PROVIDED DATA
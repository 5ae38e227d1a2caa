use thiserror::Error;

#[derive(Debug, Error)]
pub enum CacheError {
    #[error("Database error: {0}")]
    Database(#[from] rusqlite::Error),

    #[error("Serialization error: {0}")]
    Serialization(#[from] serde_json::Error),

    #[error("Cache lock poisoned")]
    LockPoisoned,
}

#[derive(Debug, Error)]
pub enum IndexError {
    #[error("Network error: {0}")]
    Network(#[from] reqwest::Error),

    #[error("Rate limited: retry after {retry_after_secs:?} seconds")]
    RateLimited { retry_after_secs: Option<u64> },

    #[error("Release not found: {0}")]
    NotFound(String),

    #[error("Invalid response: {0}")]
    InvalidResponse(String),

    #[error("Query for {query} returned {count} results, reaching the limit of {limit}")]
    CountExceeded {
        query: String,
        count: usize,
        limit: usize,
    },

    #[error("Cache error: {0}")]
    Cache(#[from] CacheError),
}

impl IndexError {
    /// Errors that must stop the whole run rather than a single module
    pub fn is_fatal(&self) -> bool {
        matches!(self, IndexError::CountExceeded { .. } | IndexError::Cache(_))
    }
}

EXERCISE INSTRUCTIONS
Pull out every line of the entries that includes the word "CacheError".

RESULT OF THIS TASK
pub enum CacheError {
    Cache(#[from] CacheError),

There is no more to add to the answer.